> What you will do: Every line that contains "title" must be located and copied from the data.

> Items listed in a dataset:
***
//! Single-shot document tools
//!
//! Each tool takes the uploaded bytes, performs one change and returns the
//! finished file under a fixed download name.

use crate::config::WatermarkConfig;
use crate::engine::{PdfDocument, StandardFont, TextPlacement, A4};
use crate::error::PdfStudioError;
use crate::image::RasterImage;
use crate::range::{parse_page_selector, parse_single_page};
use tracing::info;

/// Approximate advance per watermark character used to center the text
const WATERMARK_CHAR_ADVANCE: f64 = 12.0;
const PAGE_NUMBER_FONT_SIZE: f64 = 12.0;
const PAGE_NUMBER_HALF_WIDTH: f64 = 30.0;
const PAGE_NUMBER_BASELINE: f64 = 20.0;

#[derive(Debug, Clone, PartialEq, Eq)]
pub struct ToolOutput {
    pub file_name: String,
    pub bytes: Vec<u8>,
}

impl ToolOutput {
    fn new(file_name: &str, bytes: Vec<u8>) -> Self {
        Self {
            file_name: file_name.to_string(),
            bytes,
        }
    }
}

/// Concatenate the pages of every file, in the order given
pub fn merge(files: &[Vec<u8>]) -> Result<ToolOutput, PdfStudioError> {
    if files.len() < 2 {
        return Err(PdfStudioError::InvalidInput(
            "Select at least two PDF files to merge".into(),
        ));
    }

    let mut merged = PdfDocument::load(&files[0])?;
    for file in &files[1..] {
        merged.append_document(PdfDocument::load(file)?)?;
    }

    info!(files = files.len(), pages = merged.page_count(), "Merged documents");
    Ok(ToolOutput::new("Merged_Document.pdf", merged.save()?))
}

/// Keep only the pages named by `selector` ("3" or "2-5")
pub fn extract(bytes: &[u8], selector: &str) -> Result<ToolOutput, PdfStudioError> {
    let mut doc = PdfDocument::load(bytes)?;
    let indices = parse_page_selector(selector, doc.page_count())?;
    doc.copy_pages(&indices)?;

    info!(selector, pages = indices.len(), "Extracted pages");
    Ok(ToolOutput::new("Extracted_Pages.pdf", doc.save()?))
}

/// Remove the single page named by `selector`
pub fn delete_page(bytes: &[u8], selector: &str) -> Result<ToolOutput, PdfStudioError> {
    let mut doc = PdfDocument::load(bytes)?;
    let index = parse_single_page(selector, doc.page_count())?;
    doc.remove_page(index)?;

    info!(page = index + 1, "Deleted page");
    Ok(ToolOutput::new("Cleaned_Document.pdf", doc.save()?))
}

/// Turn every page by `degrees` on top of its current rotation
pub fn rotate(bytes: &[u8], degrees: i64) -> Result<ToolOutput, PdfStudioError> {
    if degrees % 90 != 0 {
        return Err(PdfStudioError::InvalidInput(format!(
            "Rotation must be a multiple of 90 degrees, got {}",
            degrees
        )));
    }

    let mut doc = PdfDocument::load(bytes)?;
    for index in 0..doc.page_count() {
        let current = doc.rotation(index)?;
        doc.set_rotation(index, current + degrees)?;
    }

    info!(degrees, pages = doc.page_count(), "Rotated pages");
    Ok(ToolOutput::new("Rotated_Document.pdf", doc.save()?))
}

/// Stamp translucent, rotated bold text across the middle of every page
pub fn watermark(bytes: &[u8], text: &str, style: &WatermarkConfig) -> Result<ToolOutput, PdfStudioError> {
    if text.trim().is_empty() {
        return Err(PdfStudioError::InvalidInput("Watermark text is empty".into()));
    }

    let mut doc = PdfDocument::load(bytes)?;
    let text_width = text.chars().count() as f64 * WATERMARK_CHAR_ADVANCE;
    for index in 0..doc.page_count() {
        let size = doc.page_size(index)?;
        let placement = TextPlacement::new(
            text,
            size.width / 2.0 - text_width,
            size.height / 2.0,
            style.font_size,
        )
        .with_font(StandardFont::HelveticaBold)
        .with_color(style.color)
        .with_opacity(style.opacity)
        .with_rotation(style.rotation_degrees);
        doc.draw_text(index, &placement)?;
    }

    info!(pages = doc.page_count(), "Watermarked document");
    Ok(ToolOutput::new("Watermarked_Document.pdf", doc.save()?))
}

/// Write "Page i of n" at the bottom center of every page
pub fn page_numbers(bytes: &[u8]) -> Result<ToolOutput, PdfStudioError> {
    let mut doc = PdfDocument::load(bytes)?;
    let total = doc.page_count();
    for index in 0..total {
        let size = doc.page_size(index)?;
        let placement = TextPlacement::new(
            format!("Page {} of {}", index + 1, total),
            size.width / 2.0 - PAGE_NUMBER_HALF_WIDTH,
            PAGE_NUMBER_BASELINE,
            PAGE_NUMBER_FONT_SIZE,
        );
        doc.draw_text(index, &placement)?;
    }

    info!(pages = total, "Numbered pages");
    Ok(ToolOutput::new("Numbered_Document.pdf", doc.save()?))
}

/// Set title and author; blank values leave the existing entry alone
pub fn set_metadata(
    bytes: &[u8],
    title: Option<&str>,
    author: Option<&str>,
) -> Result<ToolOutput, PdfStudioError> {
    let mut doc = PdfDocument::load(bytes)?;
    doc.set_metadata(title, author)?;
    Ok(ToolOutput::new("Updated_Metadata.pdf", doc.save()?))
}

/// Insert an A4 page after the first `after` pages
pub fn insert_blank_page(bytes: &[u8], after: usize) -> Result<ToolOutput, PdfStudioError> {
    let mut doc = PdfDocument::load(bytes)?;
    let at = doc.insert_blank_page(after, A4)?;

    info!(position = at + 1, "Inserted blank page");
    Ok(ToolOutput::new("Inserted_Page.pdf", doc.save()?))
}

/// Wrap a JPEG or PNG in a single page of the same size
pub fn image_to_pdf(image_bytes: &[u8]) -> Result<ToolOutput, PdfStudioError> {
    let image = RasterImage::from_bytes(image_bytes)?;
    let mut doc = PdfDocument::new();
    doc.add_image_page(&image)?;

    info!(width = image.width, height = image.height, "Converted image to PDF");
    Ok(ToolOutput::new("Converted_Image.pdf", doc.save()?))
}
***
> Reply to the exercise:
/// Set title and author; blank values leave the existing entry alone
    title: Option<&str>,
    doc.set_metadata(title, author)?;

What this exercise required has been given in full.